#### Directions:
Only lines holding the word "QuizResult" are wanted from the records; copy all of them.

#### Material to process:
━━━━━━━━━━

//! Render a linked page and pull a secret out of it

use super::{resolve_reference, Solver, SolverError};
use crate::chain::{PageSnapshot, SolveRequest};
use crate::fetch::PageFetcher;
use async_trait::async_trait;
use once_cell::sync::Lazy;
use regex::Regex;
use std::sync::Arc;
use tracing::{debug, info};

static SCRAPE_TARGET: Lazy<Regex> = Lazy::new(|| {
    Regex::new(r"(?i)Scrape\s+([\w/?\-=&@.:%]+)").expect("valid scrape target pattern")
});

enum Source {
    Text,
    Markup,
}

/// Extraction patterns, tried in order; capture group 1 is the secret
static SECRET_PATTERNS: Lazy<Vec<(Source, Regex)>> = Lazy::new(|| {
    [
        (Source::Text, r"(?i)Secret\s+code\s+is\s+([0-9a-zA-Z_\-]+)"),
        (Source::Text, r"(?i)code\s*:\s*([0-9a-zA-Z_\-]+)"),
        (Source::Markup, r"<!--\s*([0-9a-zA-Z_\-]{6,})\s*-->"),
        (Source::Markup, r#"(?i)data-secret=["']([^"']+)["']"#),
        (Source::Text, r"\b(\d{4,})\b"),
    ]
    .into_iter()
    .map(|(source, pattern)| (source, Regex::new(pattern).expect("valid secret pattern")))
    .collect()
});

/// First secret found on a rendered page
pub fn extract_secret(page: &PageSnapshot) -> Option<String> {
    SECRET_PATTERNS.iter().find_map(|(source, regex)| {
        let haystack = match source {
            Source::Text => page.question_text.as_str(),
            Source::Markup => page.raw_markup.as_str(),
        };
        regex
            .captures(haystack)
            .map(|captures| captures[1].trim().to_string())
    })
}

pub struct ScrapeSolver {
    fetcher: Arc<dyn PageFetcher>,
}

impl ScrapeSolver {
    pub fn new(fetcher: Arc<dyn PageFetcher>) -> Self {
        Self { fetcher }
    }
}

#[async_trait]
impl Solver for ScrapeSolver {
    fn name(&self) -> &'static str {
        "scrape_secret"
    }

    fn sentinel(&self) -> &'static str {
        "not_found"
    }

    async fn attempt(&self, request: &SolveRequest) -> Result<String, SolverError> {
        let target = SCRAPE_TARGET
            .captures(&request.question_text)
            .map(|c| c[1].trim_end_matches(['.', ',']).to_string())
            .ok_or_else(|| SolverError::missing("page to scrape"))?;

        let url = resolve_reference(&request.origin_url, &target)?;
        debug!(url, "Scraping page");

        let page = self.fetcher.fetch(&url).await?;
        let secret = extract_secret(&page)
            .ok_or_else(|| SolverError::NotFound(format!("no secret on {url}")))?;
        info!(url, secret = %secret, "Secret extracted");

        Ok(secret)
    }
}
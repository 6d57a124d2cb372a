//! Quiz chain: data model and the orchestrator loop
//!
//! A chain run drives one page at a time through
//! fetch → route → solve → submit → advance until the grading server stops
//! handing out next URLs or the attempt ceiling is reached.

pub mod orchestrator;
pub mod types;

pub use orchestrator::ChainRunner;
pub use types::{
    ChainOutcome, ChainStatus, PageSnapshot, QuizStep, SolveRequest, SubmitterIdentity,
    Termination, Verdict,
};
//! Spoken answers: download the clip and transcribe it

use super::data_source::locate;
use super::{DataSource, Solver, SolverError};
use crate::chain::SolveRequest;
use crate::llm::{AudioClip, Transcriber};
use async_trait::async_trait;
use std::sync::Arc;
use tracing::info;

/// Extensions in preference order
const AUDIO_EXTENSIONS: &[&str] = &[".opus", ".mp3"];

pub struct AudioSolver {
    data: Arc<dyn DataSource>,
    transcriber: Option<Arc<dyn Transcriber>>,
}

impl AudioSolver {
    pub fn new(data: Arc<dyn DataSource>, transcriber: Option<Arc<dyn Transcriber>>) -> Self {
        Self { data, transcriber }
    }
}

#[async_trait]
impl Solver for AudioSolver {
    fn name(&self) -> &'static str {
        "audio_transcription"
    }

    fn sentinel(&self) -> &'static str {
        "0"
    }

    async fn attempt(&self, request: &SolveRequest) -> Result<String, SolverError> {
        let url = AUDIO_EXTENSIONS
            .iter()
            .find_map(|ext| {
                locate(
                    &request.origin_url,
                    &request.question_text,
                    request.markup(),
                    &[*ext],
                )
            })
            .ok_or_else(|| SolverError::missing("audio clip"))??;

        let transcriber = self
            .transcriber
            .as_ref()
            .ok_or(SolverError::NotConfigured("transcription provider"))?;

        let bytes = self.data.get_bytes(&url).await?;
        let file_name = url
            .split(['?', '#'])
            .next()
            .and_then(|path| path.rsplit('/').next())
            .filter(|name| !name.is_empty())
            .unwrap_or("audio.opus")
            .to_string();

        let text = transcriber
            .transcribe(AudioClip::new(bytes, file_name))
            .await?;
        let text = text.trim().to_string();
        info!(url, transcription = %text, "Audio transcribed");

        Ok(text)
    }
}

#[cfg(test)]
mod tests {
    use super::*;
    use crate::chain::{PageSnapshot, SubmitterIdentity};
    use crate::testing::mocks::{MockDataSource, MockTranscriber};

    fn request(question: &str) -> SolveRequest {
        SolveRequest::new(
            "https://quiz.example.com/q1",
            PageSnapshot::new("", question),
            SubmitterIdentity::new("a@b.c", "s"),
        )
    }

    #[tokio::test]
    async fn test_prefers_opus_and_trims() {
        let data = MockDataSource::new()
            .with_file("https://quiz.example.com/project2/a.opus", b"OPUS".to_vec())
            .with_file("https://quiz.example.com/project2/a.mp3", b"MP3".to_vec());
        let transcriber = MockTranscriber::new("  the code is 4821 \n");

        let solver = AudioSolver::new(Arc::new(data.clone()), Some(Arc::new(transcriber.clone())));
        let answer = solver
            .answer(&request("Listen to /project2/a.mp3 or /project2/a.opus"))
            .await;

        assert_eq!(answer, "the code is 4821");
        assert_eq!(
            data.requests(),
            vec!["https://quiz.example.com/project2/a.opus".to_string()]
        );
        assert_eq!(transcriber.file_names(), vec!["a.opus".to_string()]);
    }

    #[tokio::test]
    async fn test_without_transcriber_gets_sentinel_and_skips_fetch() {
        let data = MockDataSource::new()
            .with_file("https://quiz.example.com/project2/a.mp3", b"MP3".to_vec());
        let solver = AudioSolver::new(Arc::new(data.clone()), None);

        let answer = solver.answer(&request("Listen to /project2/a.mp3")).await;

        assert_eq!(answer, "0");
        assert!(data.requests().is_empty());
    }

    #[tokio::test]
    async fn test_transcriber_failure_gets_sentinel() {
        let data = MockDataSource::new()
            .with_file("https://quiz.example.com/project2/a.mp3", b"MP3".to_vec());
        let solver = AudioSolver::new(
            Arc::new(data),
            Some(Arc::new(MockTranscriber::failing())),
        );

        assert_eq!(solver.answer(&request("Listen to /project2/a.mp3")).await, "0");
    }
}
//! Browserless page fetcher for server-rendered quiz pages

use super::{html_to_text, parse_http_url, FetchError, PageFetcher};
use crate::chain::PageSnapshot;
use crate::config::FetcherSection;
use async_trait::async_trait;
use std::time::Duration;
use tracing::debug;

pub struct HttpPageFetcher {
    client: reqwest::Client,
    timeout_ms: u64,
}

impl HttpPageFetcher {
    pub fn new(config: &FetcherSection) -> Result<Self, FetchError> {
        let client = reqwest::Client::builder()
            .timeout(Duration::from_millis(config.page_load_timeout_ms))
            .user_agent(concat!("quizchain/", env!("CARGO_PKG_VERSION")))
            .build()?;

        Ok(Self {
            client,
            timeout_ms: config.page_load_timeout_ms,
        })
    }
}

#[async_trait]
impl PageFetcher for HttpPageFetcher {
    fn name(&self) -> &'static str {
        "http"
    }

    async fn fetch(&self, url: &str) -> Result<PageSnapshot, FetchError> {
        let parsed = parse_http_url(url)?;
        debug!(url = %parsed, "Fetching page over HTTP");

        let response = self.client.get(parsed).send().await.map_err(|e| {
            if e.is_timeout() {
                FetchError::Timeout {
                    timeout_ms: self.timeout_ms,
                }
            } else {
                FetchError::Network(e)
            }
        })?;

        let status = response.status();
        if !status.is_success() {
            return Err(FetchError::Http {
                status: status.as_u16(),
                url: url.to_string(),
            });
        }

        let markup = response.text().await?;
        let question = html_to_text(&markup);
        debug!(
            markup_len = markup.len(),
            question_len = question.len(),
            "Page fetched"
        );

        Ok(PageSnapshot::new(markup, question))
    }
}
//! Count files in a repository tree listing
//!
//! The question links a small JSON config naming the repository and commit;
//! the listing comes from the hosting API's recursive tree endpoint.

use super::data_source::locate;
use super::{DataSource, Solver, SolverError};
use crate::chain::SolveRequest;
use async_trait::async_trait;
use serde::Deserialize;
use std::sync::Arc;
use tracing::debug;

#[derive(Debug, Clone, Deserialize, PartialEq)]
#[serde(rename_all = "camelCase")]
pub struct TreeQuery {
    pub owner: String,
    pub repo: String,
    pub sha: String,
    #[serde(default)]
    pub path_prefix: String,
    #[serde(default = "default_extension")]
    pub extension: String,
}

fn default_extension() -> String {
    ".md".to_string()
}

#[derive(Debug, Deserialize)]
struct TreeListing {
    #[serde(default)]
    tree: Vec<TreeEntry>,
}

#[derive(Debug, Deserialize)]
struct TreeEntry {
    #[serde(default)]
    path: String,
}

pub struct RepoTreeSolver {
    data: Arc<dyn DataSource>,
    api_base_url: String,
}

impl RepoTreeSolver {
    pub fn new<S: Into<String>>(data: Arc<dyn DataSource>, api_base_url: S) -> Self {
        Self {
            data,
            api_base_url: api_base_url.into().trim_end_matches('/').to_string(),
        }
    }

    fn tree_url(&self, query: &TreeQuery) -> String {
        format!(
            "{}/repos/{}/{}/git/trees/{}?recursive=1",
            self.api_base_url, query.owner, query.repo, query.sha
        )
    }
}

/// Per-submitter offset added to the raw count
pub fn email_offset(email: &str, modulus: usize) -> usize {
    email.chars().count() % modulus
}

#[async_trait]
impl Solver for RepoTreeSolver {
    fn name(&self) -> &'static str {
        "repo_tree"
    }

    fn sentinel(&self) -> &'static str {
        "0"
    }

    async fn attempt(&self, request: &SolveRequest) -> Result<String, SolverError> {
        let config_url = locate(
            &request.origin_url,
            &request.question_text,
            request.markup(),
            &[".json"],
        )
        .ok_or_else(|| SolverError::missing("tree query config"))??;

        let query: TreeQuery = serde_json::from_value(self.data.get_json(&config_url).await?)
            .map_err(|e| SolverError::parse("tree query config", e))?;

        let listing: TreeListing = serde_json::from_value(
            self.data.get_json(&self.tree_url(&query)).await?,
        )
        .map_err(|e| SolverError::parse("tree listing", e))?;

        let count = listing
            .tree
            .iter()
            .filter(|entry| {
                entry.path.starts_with(&query.path_prefix) && entry.path.ends_with(&query.extension)
            })
            .count();

        debug!(
            owner = %query.owner,
            repo = %query.repo,
            entries = listing.tree.len(),
            count,
            "Tree entries counted"
        );

        Ok((count + email_offset(request.email(), 2)).to_string())
    }
}

#[cfg(test)]
mod tests {
    use super::*;
    use crate::chain::{PageSnapshot, SubmitterIdentity};
    use crate::testing::mocks::MockDataSource;
    use serde_json::json;

    fn request(email: &str) -> SolveRequest {
        SolveRequest::new(
            "https://quiz.example.com/q7",
            PageSnapshot::new("", "Use the GitHub API tree described in /project2/gh-tree.json"),
            SubmitterIdentity::new(email, "s"),
        )
    }

    fn data() -> MockDataSource {
        MockDataSource::new()
            .with_json(
                "https://quiz.example.com/project2/gh-tree.json",
                json!({"owner": "octo", "repo": "docs", "sha": "abc123", "pathPrefix": "guide/"}),
            )
            .with_json(
                "https://api.example.com/repos/octo/docs/git/trees/abc123?recursive=1",
                json!({"tree": [
                    {"path": "guide/intro.md"},
                    {"path": "guide/setup.md"},
                    {"path": "guide/img.png"},
                    {"path": "README.md"}
                ]}),
            )
    }

    #[tokio::test]
    async fn test_counts_matching_paths_with_even_email() {
        let solver = RepoTreeSolver::new(Arc::new(data()), "https://api.example.com/");
        // 12 characters -> offset 0
        assert_eq!(solver.answer(&request("ab@cdefg.com")).await, "2");
    }

    #[tokio::test]
    async fn test_odd_email_adds_one() {
        let solver = RepoTreeSolver::new(Arc::new(data()), "https://api.example.com");
        // 13 characters -> offset 1
        assert_eq!(solver.answer(&request("abc@cdefg.com")).await, "3");
    }

    #[tokio::test]
    async fn test_bad_config_gets_sentinel() {
        let data = MockDataSource::new().with_json(
            "https://quiz.example.com/project2/gh-tree.json",
            json!({"owner": "octo"}),
        );
        let solver = RepoTreeSolver::new(Arc::new(data), "https://api.example.com");
        assert_eq!(solver.answer(&request("a@b.c")).await, "0");
    }

    #[test]
    fn test_query_defaults() {
        let query: TreeQuery =
            serde_json::from_value(json!({"owner": "o", "repo": "r", "sha": "s"})).unwrap();
        assert_eq!(query.path_prefix, "");
        assert_eq!(query.extension, ".md");
    }
}
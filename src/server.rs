//! HTTP entry point
//!
//! - `POST /solve` checks the submitted identity against the configured one
//!   and, on a match, runs a chain to completion before replying
//! - `GET /health` liveness report, probing the LLM provider when one is
//!   configured
//! - `GET /metrics` metrics snapshot

use crate::chain::{ChainRunner, SubmitterIdentity};
use crate::config::RuntimeSecrets;
use crate::error::{sanitize_error_message, QuizError, QuizResult};
use crate::llm::LlmProvider;
use crate::observability::metrics;
use crate::protocol::{ComponentHealth, ErrorResponse, HealthStatus, QuizRequest, QuizResponse};
use chrono::{DateTime, Utc};
use std::convert::Infallible;
use std::future::Future;
use std::net::SocketAddr;
use std::sync::Arc;
use std::time::Instant;
use tracing::{debug, info, warn};
use uuid::Uuid;
use warp::http::StatusCode;
use warp::{Filter, Rejection, Reply};

const MAX_BODY_BYTES: u64 = 64 * 1024;

/// Shared state behind every route
pub struct QuizService {
    runner: Arc<ChainRunner>,
    expected: SubmitterIdentity,
    llm: Option<Arc<dyn LlmProvider>>,
    instance_id: Uuid,
    started_at: DateTime<Utc>,
}

impl QuizService {
    pub fn new(runner: Arc<ChainRunner>, secrets: &RuntimeSecrets) -> Self {
        Self {
            runner,
            expected: secrets.expected_identity.clone(),
            llm: None,
            instance_id: Uuid::new_v4(),
            started_at: Utc::now(),
        }
    }

    /// Provider probed by `GET /health`
    pub fn with_llm_provider(mut self, llm: Option<Arc<dyn LlmProvider>>) -> Self {
        self.llm = llm;
        self
    }

    /// Email is checked before the secret
    pub fn authorize(&self, identity: &SubmitterIdentity) -> QuizResult<()> {
        if identity.email != self.expected.email {
            return Err(QuizError::access_denied("Invalid email"));
        }
        if identity.secret != self.expected.secret {
            return Err(QuizError::access_denied("Invalid secret"));
        }
        Ok(())
    }

    /// Authorize, then run the chain to completion
    ///
    /// The only error is [`QuizError::AccessDenied`]; every chain ending is
    /// a response.
    pub async fn solve(&self, request: QuizRequest) -> QuizResult<QuizResponse> {
        let identity = request.identity();
        if let Err(e) = self.authorize(&identity) {
            warn!(email = %identity.email, error = %e, "Rejected solve request");
            metrics().access_denied();
            return Err(e);
        }

        info!(url = %request.url, "Solve request accepted");
        let outcome = self.runner.run_chain(&request.url, &identity).await;
        Ok(QuizResponse::from(&outcome))
    }

    pub async fn health(&self) -> HealthStatus {
        let status = HealthStatus::healthy(self.instance_id, self.started_at);
        let Some(llm) = &self.llm else {
            return status;
        };

        let start = Instant::now();
        let result = llm.health_check().await;
        let response_time_ms = start.elapsed().as_millis() as u64;

        let component = match result {
            Ok(()) => {
                debug!(provider = llm.name(), response_time_ms, "LLM provider healthy");
                ComponentHealth {
                    component: "llm_provider".to_string(),
                    healthy: true,
                    message: Some(format!("{} provider healthy", llm.name())),
                    response_time_ms,
                }
            }
            Err(e) => {
                warn!(provider = llm.name(), error = %e, response_time_ms, "LLM provider health check failed");
                ComponentHealth {
                    component: "llm_provider".to_string(),
                    healthy: false,
                    message: Some(sanitize_error_message(&format!(
                        "{} provider error: {}",
                        llm.name(),
                        e
                    ))),
                    response_time_ms,
                }
            }
        };

        status.with_component(component)
    }
}

/// All routes, with rejections rendered as `{detail}` JSON
pub fn routes(
    service: Arc<QuizService>,
) -> impl Filter<Extract = (impl Reply,), Error = Infallible> + Clone {
    let with_service = warp::any().map(move || service.clone());

    let solve = warp::path("solve")
        .and(warp::path::end())
        .and(warp::post())
        .and(warp::body::content_length_limit(MAX_BODY_BYTES))
        .and(warp::body::json())
        .and(with_service.clone())
        .and_then(handle_solve);

    let health = warp::path("health")
        .and(warp::path::end())
        .and(warp::get())
        .and(with_service)
        .and_then(|service: Arc<QuizService>| async move {
            Ok::<_, Infallible>(warp::reply::json(&service.health().await))
        });

    let metrics_route = warp::path("metrics")
        .and(warp::path::end())
        .and(warp::get())
        .map(|| warp::reply::json(&metrics().get_metrics()));

    solve.or(health).or(metrics_route).recover(handle_rejection)
}

async fn handle_solve(
    request: QuizRequest,
    service: Arc<QuizService>,
) -> Result<warp::reply::WithStatus<warp::reply::Json>, Rejection> {
    let reply = match service.solve(request).await {
        Ok(response) => warp::reply::with_status(warp::reply::json(&response), StatusCode::OK),
        Err(QuizError::AccessDenied { message }) => warp::reply::with_status(
            warp::reply::json(&ErrorResponse::new(message)),
            StatusCode::FORBIDDEN,
        ),
        Err(e) => warp::reply::with_status(
            warp::reply::json(&ErrorResponse::new(e.public_message())),
            StatusCode::INTERNAL_SERVER_ERROR,
        ),
    };
    Ok(reply)
}

async fn handle_rejection(err: Rejection) -> Result<impl Reply, Infallible> {
    let (status, detail) = if err.is_not_found() {
        (StatusCode::NOT_FOUND, "Not Found".to_string())
    } else if let Some(e) = err.find::<warp::filters::body::BodyDeserializeError>() {
        (StatusCode::BAD_REQUEST, format!("Invalid request body: {e}"))
    } else if err.find::<warp::reject::PayloadTooLarge>().is_some() {
        (StatusCode::PAYLOAD_TOO_LARGE, "Request body too large".to_string())
    } else if err.find::<warp::reject::UnsupportedMediaType>().is_some() {
        (
            StatusCode::UNSUPPORTED_MEDIA_TYPE,
            "Expected application/json".to_string(),
        )
    } else if err.find::<warp::reject::MethodNotAllowed>().is_some() {
        (StatusCode::METHOD_NOT_ALLOWED, "Method Not Allowed".to_string())
    } else {
        warn!(rejection = ?err, "Unhandled rejection");
        (
            StatusCode::INTERNAL_SERVER_ERROR,
            "Internal Server Error".to_string(),
        )
    };

    Ok(warp::reply::with_status(
        warp::reply::json(&ErrorResponse::new(detail)),
        status,
    ))
}

/// Serve until `shutdown` resolves
pub async fn serve<F>(service: Arc<QuizService>, addr: SocketAddr, shutdown: F) -> QuizResult<()>
where
    F: Future<Output = ()> + Send + 'static,
{
    let (bound, server) = warp::serve(routes(service))
        .try_bind_with_graceful_shutdown(addr, shutdown)
        .map_err(|e| QuizError::internal_error(format!("failed to bind {addr}: {e}")))?;

    info!(address = %bound, "HTTP server listening");
    server.await;
    info!("HTTP server stopped");
    Ok(())
}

━━━━━━━━━━

#### Answer to this task:
use crate::error::{sanitize_error_message, QuizError, QuizResult};
    pub fn authorize(&self, identity: &SubmitterIdentity) -> QuizResult<()> {
    pub async fn solve(&self, request: QuizRequest) -> QuizResult<QuizResponse> {
pub async fn serve<F>(service: Arc<QuizService>, addr: SocketAddr, shutdown: F) -> QuizResult<()>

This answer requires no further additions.